I'm sure all of this can be done in other syntaxes, but I think this one is rather clear and easy to use.

Datseris commented 12 months ago

Okay, the vector syntax is fine.

But then, the only thing you can utilize for ARFIMA.jl is the fractional integration, right? But the fractional integration doesn't play well with seasonal. So the fractional integration will be used with vectors that always have only one component.

Can we define the convenience sample(::Component) dispatch as well?

And what is the plan forwards now? Where do we put all methods? Do we make a new package? SARFIMAX or something like that? Do we add the seasonal stuff here?

gvdr commented 12 months ago

Can we define the convenience sample(::Component) dispatch as well?

Sure, that's already there:

julia> using Stranbo
julia> test = sarima(ar = [.8], ma = [2.])
SARIMA{Float64}(1, 0, [0.8], [2.0], Distributions.Normal{Float64}(μ=0.0, σ=1.0))
julia> sample(test,1000)
1000-element Vector{Float64}:
 -0.3901653040936471
 -2.545535084952462
 -3.169123738677272
  1.3247596769491126
  1.1210945293432513
  1.7294814531680687
  4.1878387343420105
  ⋮
 -1.6600430819823186
 -4.6308613372374134
 -8.743526206444377
 -8.697082865177684
 -2.354005619615946
  0.013866600868192025

what is the plan forwards now? Where do we put all methods? Do we make a new package? SARFIMAX or something like that?

Open to any solution. Calling it sarfimax might mean we need to change it again if we include something else? But I'm terrible with names! :-D

the only thing you can utilize for ARFIMA.jl is the fractional integration, right?

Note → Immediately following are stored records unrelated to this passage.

//! The subset of the Garmin FIT profile this crate understands.
//!
//! Only message names and the fields needed by activity ingestion are listed;
//! anything else decodes as `unknown_<n>` with its raw value.

pub const RECORD: u16 = 20;
pub const TIMESTAMP_FIELD: u8 = 253;

/// Seconds between the Unix epoch and the FIT epoch (1989-12-31T00:00:00Z).
pub const FIT_EPOCH_OFFSET: i64 = 631_065_600;

#[derive(Debug, Clone, Copy, PartialEq, Eq)]
pub enum FieldKind {
    Plain,
    DateTime,
}

#[derive(Debug, Clone, Copy)]
pub struct FieldProfile {
    pub number: u8,
    pub name: &'static str,
    pub scale: f64,
    pub offset: f64,
    pub units: Option<&'static str>,
    pub kind: FieldKind,
}

impl FieldProfile {
    const fn plain(number: u8, name: &'static str, units: Option<&'static str>) -> Self {
        Self {
            number,
            name,
            scale: 1.0,
            offset: 0.0,
            units,
            kind: FieldKind::Plain,
        }
    }

    const fn scaled(
        number: u8,
        name: &'static str,
        scale: f64,
        offset: f64,
        units: &'static str,
    ) -> Self {
        Self {
            number,
            name,
            scale,
            offset,
            units: Some(units),
            kind: FieldKind::Plain,
        }
    }

    const fn date_time(number: u8, name: &'static str) -> Self {
        Self {
            number,
            name,
            scale: 1.0,
            offset: 0.0,
            units: Some("s"),
            kind: FieldKind::DateTime,
        }
    }

    pub fn is_scaled(&self) -> bool {
        self.scale != 1.0 || self.offset != 0.0
    }
}

const TIMESTAMP: FieldProfile = FieldProfile::date_time(TIMESTAMP_FIELD, "timestamp");

const FILE_ID_FIELDS: &[FieldProfile] = &[
    FieldProfile::plain(0, "type", None),
    FieldProfile::plain(1, "manufacturer", None),
    FieldProfile::plain(2, "product", None),
    FieldProfile::plain(3, "serial_number", None),
    FieldProfile::date_time(4, "time_created"),
    FieldProfile::plain(5, "number", None),
    FieldProfile::plain(8, "product_name", None),
];

const SESSION_FIELDS: &[FieldProfile] = &[
    FieldProfile::plain(0, "event", None),
    FieldProfile::plain(1, "event_type", None),
    FieldProfile::date_time(2, "start_time"),
    FieldProfile::plain(5, "sport", None),
    FieldProfile::plain(6, "sub_sport", None),
    FieldProfile::scaled(7, "total_elapsed_time", 1000.0, 0.0, "s"),
    FieldProfile::scaled(8, "total_timer_time", 1000.0, 0.0, "s"),
    FieldProfile::scaled(9, "total_distance", 100.0, 0.0, "m"),
    FieldProfile::plain(11, "total_calories", Some("kcal")),
    FieldProfile::scaled(14, "avg_speed", 1000.0, 0.0, "m/s"),
    FieldProfile::scaled(15, "max_speed", 1000.0, 0.0, "m/s"),
    FieldProfile::plain(16, "avg_heart_rate", Some("bpm")),
    FieldProfile::plain(17, "max_heart_rate", Some("bpm")),
];

const LAP_FIELDS: &[FieldProfile] = &[
    FieldProfile::plain(0, "event", None),
    FieldProfile::plain(1, "event_type", None),
    FieldProfile::date_time(2, "start_time"),
    FieldProfile::scaled(7, "total_elapsed_time", 1000.0, 0.0, "s"),
    FieldProfile::scaled(8, "total_timer_time", 1000.0, 0.0, "s"),
    FieldProfile::scaled(9, "total_distance", 100.0, 0.0, "m"),
    FieldProfile::plain(11, "total_calories", Some("kcal")),
    FieldProfile::scaled(13, "avg_speed", 1000.0, 0.0, "m/s"),
    FieldProfile::scaled(14, "max_speed", 1000.0, 0.0, "m/s"),
    FieldProfile::plain(15, "avg_heart_rate", Some("bpm")),
    FieldProfile::plain(16, "max_heart_rate", Some("bpm")),
];

const RECORD_FIELDS: &[FieldProfile] = &[
    FieldProfile::plain(0, "position_lat", Some("semicircles")),
    FieldProfile::plain(1, "position_long", Some("semicircles")),
    FieldProfile::scaled(2, "altitude", 5.0, 500.0, "m"),
    FieldProfile::plain(3, "heart_rate", Some("bpm")),
    FieldProfile::plain(4, "cadence", Some("rpm")),
    FieldProfile::scaled(5, "distance", 100.0, 0.0, "m"),
    FieldProfile::scaled(6, "speed", 1000.0, 0.0, "m/s"),
    FieldProfile::plain(7, "power", Some("watts")),
    FieldProfile::scaled(9, "grade", 100.0, 0.0, "%"),
    FieldProfile::plain(13, "temperature", Some("C")),
    FieldProfile::plain(29, "accumulated_power", Some("watts")),
    FieldProfile::plain(31, "gps_accuracy", Some("m")),
    FieldProfile::scaled(32, "vertical_speed", 1000.0, 0.0, "m/s"),
    FieldProfile::plain(33, "calories", Some("kcal")),
    FieldProfile::scaled(39, "vertical_oscillation", 10.0, 0.0, "mm"),
    FieldProfile::scaled(40, "stance_time_percent", 100.0, 0.0, "percent"),
    FieldProfile::scaled(41, "stance_time", 10.0, 0.0, "ms"),
    FieldProfile::scaled(53, "fractional_cadence", 128.0, 0.0, "rpm"),
    FieldProfile::scaled(73, "enhanced_speed", 1000.0, 0.0, "m/s"),
    FieldProfile::scaled(78, "enhanced_altitude", 5.0, 500.0, "m"),
    FieldProfile::scaled(83, "vertical_ratio", 100.0, 0.0, "percent"),
    FieldProfile::scaled(85, "step_length", 10.0, 0.0, "mm"),
];

const EVENT_FIELDS: &[FieldProfile] = &[
    FieldProfile::plain(0, "event", None),
    FieldProfile::plain(1, "event_type", None),
    FieldProfile::plain(3, "data", None),
    FieldProfile::plain(4, "event_group", None),
];

const ACTIVITY_FIELDS: &[FieldProfile] = &[
    FieldProfile::scaled(0, "total_timer_time", 1000.0, 0.0, "s"),
    FieldProfile::plain(1, "num_sessions", None),
    FieldProfile::plain(2, "type", None),
    FieldProfile::plain(3, "event", None),
    FieldProfile::plain(4, "event_type", None),
    FieldProfile::date_time(5, "local_timestamp"),
];

pub fn message_name(global: u16) -> Option<&'static str> {
    let name = match global {
        0 => "file_id",
        1 => "capabilities",
        2 => "device_settings",
        3 => "user_profile",
        12 => "sport",
        18 => "session",
        19 => "lap",
        20 => "record",
        21 => "event",
        23 => "device_info",
        34 => "activity",
        49 => "file_creator",
        78 => "hrv",
        101 => "length",
        206 => "field_description",
        207 => "developer_data_id",
        _ => return None,
    };
    Some(name)
}

pub fn message_number(name: &str) -> Option<u16> {
    (0..=u16::MAX).find(|&n| message_name(n) == Some(name))
}

pub fn field_profile(global: u16, number: u8) -> Option<&'static FieldProfile> {
    if number == TIMESTAMP_FIELD {
        return Some(&TIMESTAMP);
    }

    let fields = match global {
        0 => FILE_ID_FIELDS,
        18 => SESSION_FIELDS,
        19 => LAP_FIELDS,
        20 => RECORD_FIELDS,
        21 => EVENT_FIELDS,
        34 => ACTIVITY_FIELDS,
        _ => return None,
    };
    fields.iter().find(|f| f.number == number)
}
//! Local language model access through Ollama's HTTP API.

pub mod client;
pub mod models;

pub use client::{LlmConfig, OllamaClient, DEFAULT_HOST, DEFAULT_MODEL};
pub use models::{ChatMessage, ModelInfo};
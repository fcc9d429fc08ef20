pub mod etl;
pub mod frame;
pub mod ingest;
pub mod pipeline;

pub use crate::domain::model::{Activity, Record, TransformResult};
pub use crate::domain::ports::{ConfigProvider, LoadSummary, Pipeline, Storage};
pub use crate::utils::error::Result;
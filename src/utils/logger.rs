use tracing_subscriber::{layer::SubscriberExt, util::SubscriberInitExt, EnvFilter};

fn filter(verbose: bool) -> EnvFilter {
    EnvFilter::try_from_default_env().unwrap_or_else(|_| {
        if verbose {
            EnvFilter::new("notebook_llm_lab=debug,info")
        } else {
            EnvFilter::new("notebook_llm_lab=info,warn")
        }
    })
}

pub fn init_cli_logger(verbose: bool) {
    // try_init: tests and binaries may both install a subscriber
    let _ = tracing_subscriber::registry()
        .with(filter(verbose))
        .with(
            tracing_subscriber::fmt::layer()
                .with_target(false)
                .with_thread_ids(false)
                .with_file(false)
                .with_line_number(false)
                .with_writer(std::io::stderr)
                .compact(),
        )
        .try_init();
}

/// JSON lines on stderr, for runs whose logs are collected by another tool.
pub fn init_json_logger(verbose: bool) {
    let _ = tracing_subscriber::registry()
        .with(filter(verbose))
        .with(
            tracing_subscriber::fmt::layer()
                .with_target(false)
                .with_thread_ids(false)
                .with_file(false)
                .with_line_number(false)
                .with_writer(std::io::stderr)
                .json(),
        )
        .try_init();
}
use crate::domain::model::{Record, Value};
use std::cmp::Ordering;
use std::collections::HashMap;
use std::fmt;

/// Row-major table with a dynamic set of named columns.
///
/// Columns keep the order in which they were first seen; cells missing from
/// a row are `None`.
#[derive(Debug, Clone, Default, PartialEq)]
pub struct Frame {
    columns: Vec<String>,
    index: HashMap<String, usize>,
    rows: Vec<Vec<Option<Value>>>,
}

impl Frame {
    pub fn new() -> Self {
        Self::default()
    }

    pub fn from_records(records: &[Record]) -> Self {
        let mut frame = Self::new();
        for record in records {
            frame.push_record(record);
        }
        frame
    }

    pub fn push_record(&mut self, record: &Record) {
        for (name, _) in &record.data {
            self.ensure_column(name);
        }
        let mut row = vec![None; self.columns.len()];
        for (name, value) in &record.data {
            if let Some(&i) = self.index.get(name) {
                row[i] = Some(value.clone());
            }
        }
        self.rows.push(row);
    }

    fn ensure_column(&mut self, name: &str) -> usize {
        if let Some(&i) = self.index.get(name) {
            return i;
        }
        let i = self.columns.len();
        self.columns.push(name.to_string());
        self.index.insert(name.to_string(), i);
        for row in &mut self.rows {
            row.push(None);
        }
        i
    }

    pub fn columns(&self) -> &[String] {
        &self.columns
    }

    pub fn height(&self) -> usize {
        self.rows.len()
    }

    pub fn width(&self) -> usize {
        self.columns.len()
    }

    pub fn shape(&self) -> (usize, usize) {
        (self.height(), self.width())
    }

    /// True when either axis is empty.
    pub fn is_empty(&self) -> bool {
        self.rows.is_empty() || self.columns.is_empty()
    }

    pub fn has_column(&self, name: &str) -> bool {
        self.index.contains_key(name)
    }

    pub fn get(&self, row: usize, column: &str) -> Option<&Value> {
        let i = *self.index.get(column)?;
        self.rows.get(row)?.get(i)?.as_ref()
    }

    pub fn column<'a>(&'a self, name: &str) -> Option<impl Iterator<Item = Option<&'a Value>> + 'a> {
        let i = *self.index.get(name)?;
        Some(self.rows.iter().map(move |row| row.get(i).and_then(|c| c.as_ref())))
    }

    pub fn rows(&self) -> impl Iterator<Item = &[Option<Value>]> {
        self.rows.iter().map(|r| r.as_slice())
    }

    /// Fills `target` from `source` cell by cell. No-op when `source` is absent.
    pub fn derive_column<F>(&mut self, target: &str, source: &str, f: F)
    where
        F: Fn(&Value) -> Option<Value>,
    {
        let Some(&src) = self.index.get(source) else {
            return;
        };
        let dst = self.ensure_column(target);
        for row in &mut self.rows {
            row[dst] = row[src].as_ref().and_then(&f);
        }
    }

    pub fn fill_column(&mut self, name: &str, value: Value) {
        let i = self.ensure_column(name);
        for row in &mut self.rows {
            row[i] = Some(value.clone());
        }
    }

    pub fn retain_where_present(&mut self, column: &str) {
        if let Some(&i) = self.index.get(column) {
            self.rows.retain(|row| row[i].is_some());
        }
    }

    /// Stable sort on one column; rows with a missing cell sort last.
    pub fn sort_by_column(&mut self, column: &str) {
        let Some(&i) = self.index.get(column) else {
            return;
        };
        self.rows.sort_by(|a, b| match (&a[i], &b[i]) {
            (Some(x), Some(y)) => compare_values(x, y),
            (Some(_), None) => Ordering::Less,
            (None, Some(_)) => Ordering::Greater,
            (None, None) => Ordering::Equal,
        });
    }

    pub fn head(&self, n: usize) -> Frame {
        Frame {
            columns: self.columns.clone(),
            index: self.index.clone(),
            rows: self.rows.iter().take(n).cloned().collect(),
        }
    }

    /// Stacks frames vertically over the union of their columns.
    pub fn concat(frames: Vec<Frame>) -> Frame {
        let mut out = Frame::new();
        for frame in frames {
            let targets: Vec<usize> = frame
                .columns
                .iter()
                .map(|name| out.ensure_column(name))
                .collect();
            for row in frame.rows {
                let mut new_row = vec![None; out.columns.len()];
                for (cell, &dst) in row.into_iter().zip(&targets) {
                    new_row[dst] = cell;
                }
                out.rows.push(new_row);
            }
        }
        out
    }
}

fn compare_values(a: &Value, b: &Value) -> Ordering {
    match (a, b) {
        (Value::Timestamp(x), Value::Timestamp(y)) => x.cmp(y),
        (Value::Text(x), Value::Text(y)) => x.cmp(y),
        _ => match (a.as_f64(), b.as_f64()) {
            (Some(x), Some(y)) => x.partial_cmp(&y).unwrap_or(Ordering::Equal),
            _ => Ordering::Equal,
        },
    }
}

impl fmt::Display for Frame {
    fn fmt(&self, f: &mut fmt::Formatter<'_>) -> fmt::Result {
        let cells: Vec<Vec<String>> = self
            .rows
            .iter()
            .map(|row| {
                row.iter()
                    .map(|c| c.as_ref().map(|v| v.to_string()).unwrap_or_else(|| "NaN".to_string()))
                    .collect()
            })
            .collect();

        let widths: Vec<usize> = self
            .columns
            .iter()
            .enumerate()
            .map(|(i, name)| {
                cells
                    .iter()
                    .map(|row| row[i].len())
                    .chain(std::iter::once(name.len()))
                    .max()
                    .unwrap_or(0)
            })
            .collect();

        let index_width = self.rows.len().saturating_sub(1).to_string().len();
        write!(f, "{:index_width$}", "")?;
        for (name, w) in self.columns.iter().zip(&widths) {
            write!(f, "  {:>w$}", name, w = w)?;
        }
        writeln!(f)?;
        for (n, row) in cells.iter().enumerate() {
            write!(f, "{:<index_width$}", n)?;
            for (cell, w) in row.iter().zip(&widths) {
                write!(f, "  {:>w$}", cell, w = w)?;
            }
            writeln!(f)?;
        }
        Ok(())
    }
}

#[cfg(test)]
mod tests {
    use super::*;

    fn record(pairs: &[(&str, Value)]) -> Record {
        Record {
            data: pairs
                .iter()
                .map(|(k, v)| (k.to_string(), v.clone()))
                .collect(),
        }
    }

    #[test]
    fn test_from_records_unions_columns_in_first_seen_order() {
        let frame = Frame::from_records(&[
            record(&[("speed", Value::Float(2.0)), ("distance", Value::Float(5.0))]),
            record(&[("heart_rate", Value::UInt(140)), ("speed", Value::Float(3.0))]),
        ]);

        assert_eq!(frame.columns(), &["speed", "distance", "heart_rate"]);
        assert_eq!(frame.shape(), (2, 3));
        assert!(frame.get(0, "heart_rate").is_none());
        assert_eq!(frame.get(1, "heart_rate"), Some(&Value::UInt(140)));
    }

    #[test]
    fn test_empty_frames() {
        assert!(Frame::new().is_empty());
        let no_columns = Frame::from_records(&[Record::default()]);
        assert_eq!(no_columns.height(), 1);
        assert!(no_columns.is_empty());
    }

    #[test]
    fn test_derive_and_sort() {
        let mut frame = Frame::from_records(&[
            record(&[("t", Value::UInt(3)), ("distance", Value::Float(3000.0))]),
            record(&[("distance", Value::Float(1000.0))]),
            record(&[("t", Value::UInt(1)), ("distance", Value::Float(1000.0))]),
        ]);

        frame.derive_column("distance_km", "distance", |v| v.as_f64().map(|d| Value::Float(d / 1000.0)));
        frame.derive_column("missing_out", "missing_in", |v| Some(v.clone()));
        assert!(!frame.has_column("missing_out"));

        frame.retain_where_present("t");
        frame.sort_by_column("t");

        assert_eq!(frame.height(), 2);
        assert_eq!(frame.get(0, "t"), Some(&Value::UInt(1)));
        assert_eq!(frame.get(1, "distance_km"), Some(&Value::Float(3.0)));
    }

    #[test]
    fn test_concat_aligns_columns() {
        let mut a = Frame::from_records(&[record(&[("speed", Value::Float(1.0))])]);
        a.fill_column("run_id", Value::Text("a".to_string()));
        let mut b = Frame::from_records(&[record(&[("cadence", Value::UInt(80))])]);
        b.fill_column("run_id", Value::Text("b".to_string()));

        let all = Frame::concat(vec![a, b]);
        assert_eq!(all.columns(), &["speed", "run_id", "cadence"]);
        assert_eq!(all.get(1, "run_id"), Some(&Value::Text("b".to_string())));
        assert!(all.get(1, "speed").is_none());
        assert_eq!(all.get(1, "cadence"), Some(&Value::UInt(80)));
    }

    #[test]
    fn test_display_head() {
        let frame = Frame::from_records(&[
            record(&[("speed", Value::Float(2.5))]),
            record(&[("speed", Value::Float(3.0))]),
        ]);
        let text = frame.head(1).to_string();
        assert!(text.contains("speed"));
        assert!(text.contains("2.5"));
        assert!(!text.contains("3\n"));
    }
}
use clap::Parser;
use notebook_llm_lab::graph::{Neo4jClient, Neo4jConfig};
use notebook_llm_lab::utils::logger;
use notebook_llm_lab::LabError;

#[derive(Parser)]
#[command(name = "neo4j-ping")]
#[command(about = "Check the Neo4j connection configured in .env")]
struct Args {
    #[arg(short, long)]
    verbose: bool,
}

#[tokio::main]
async fn main() {
    let args = Args::parse();
    logger::init_cli_logger(args.verbose);

    match ping().await {
        Ok(ok) => println!("<Record ok={}>", ok),
        Err(e) => {
            tracing::error!("❌ Neo4j check failed: {} (Category: {:?})", e, e.category());
            eprintln!("❌ {}", e.user_friendly_message());
            eprintln!("💡 建議: {}", e.recovery_suggestion());
            std::process::exit(e.severity().exit_code().max(1));
        }
    }
}

async fn ping() -> Result<i64, LabError> {
    let config = Neo4jConfig::from_env()?;
    tracing::info!("Connecting to {} (database {})", config.uri, config.database);
    let client = Neo4jClient::connect(config).await?;
    client.ping().await
}
use serde::{Deserialize, Serialize};
use std::collections::BTreeMap;
use std::sync::Arc;

use super::transform::Transform;

/// Identity of an iterator within one genome. Ids are allocated by the
/// genome on insertion and never reused; edges refer to ids rather than
/// nodes, so cloning a genome clones its edges with it.
#[derive(
    Debug, Clone, Copy, PartialEq, Eq, PartialOrd, Ord, Hash, Serialize, Deserialize,
)]
pub struct IteratorId(pub(crate) u64);

/// How the renderer shades points that land on this iterator.
#[derive(Debug, Clone, Copy, PartialEq, Eq, Serialize, Deserialize, Default)]
pub enum ShadingMode {
    #[default]
    Default,
    DeltaPSpeed,
}

/// One node of the genome graph: a transform binding plus this node's own
/// parameter values, color state and outgoing weighted edges.
///
/// `real_params`/`vec3_params` are keyed by the bound transform's schema;
/// mutation changes values in place and never adds or removes keys. An edge
/// absent from `weight_to` reads as weight 0; resolve through
/// [`edge_weight`](Self::edge_weight) instead of testing key presence.
#[derive(Debug, Clone, PartialEq, Serialize, Deserialize)]
pub struct IteratorNode {
    pub(crate) id: IteratorId,
    pub transform: Arc<Transform>,
    pub base_weight: f64,
    pub start_weight: f64,
    pub color_index: f64,
    pub color_speed: f64,
    pub opacity: f64,
    pub add: f64,
    pub shading_mode: ShadingMode,
    pub real_params: BTreeMap<String, f64>,
    pub vec3_params: BTreeMap<String, [f64; 3]>,
    pub weight_to: BTreeMap<IteratorId, f64>,
}

impl IteratorNode {
    /// New node bound to `transform`, parameters at their schema defaults.
    /// The id is assigned when the node is added to a genome.
    pub fn new(transform: Arc<Transform>) -> Self {
        Self {
            id: IteratorId(0),
            base_weight: 1.0,
            start_weight: 1.0,
            color_index: 0.0,
            color_speed: 0.0,
            opacity: 1.0,
            add: 0.0,
            shading_mode: ShadingMode::Default,
            real_params: transform.real_params.clone(),
            vec3_params: transform.vec3_params.clone(),
            weight_to: BTreeMap::new(),
            transform,
        }
    }

    pub fn id(&self) -> IteratorId {
        self.id
    }

    /// Resolved weight of the edge to `to`; absent entries read as 0.
    pub fn edge_weight(&self, to: IteratorId) -> f64 {
        self.weight_to.get(&to).copied().unwrap_or(0.0)
    }
}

That, and I should take a look closely at how you handle the bdp(). I've a similar operator, but I fear that is the performance bottleneck for me.

Datseris commented 12 months ago

How much of the source code here can you use? Can you add your seasonal functionality to this package? And we rename this package into AutoregressiveSimulations.jl and release it a-new? If you think using the source code here is too hard, we can start a new package AutoregressiveSimulations.jl from scratch.

package name is up to debate of course.

gvdr commented 11 months ago

Sorry, had very busy days, I'll get to this asap :-)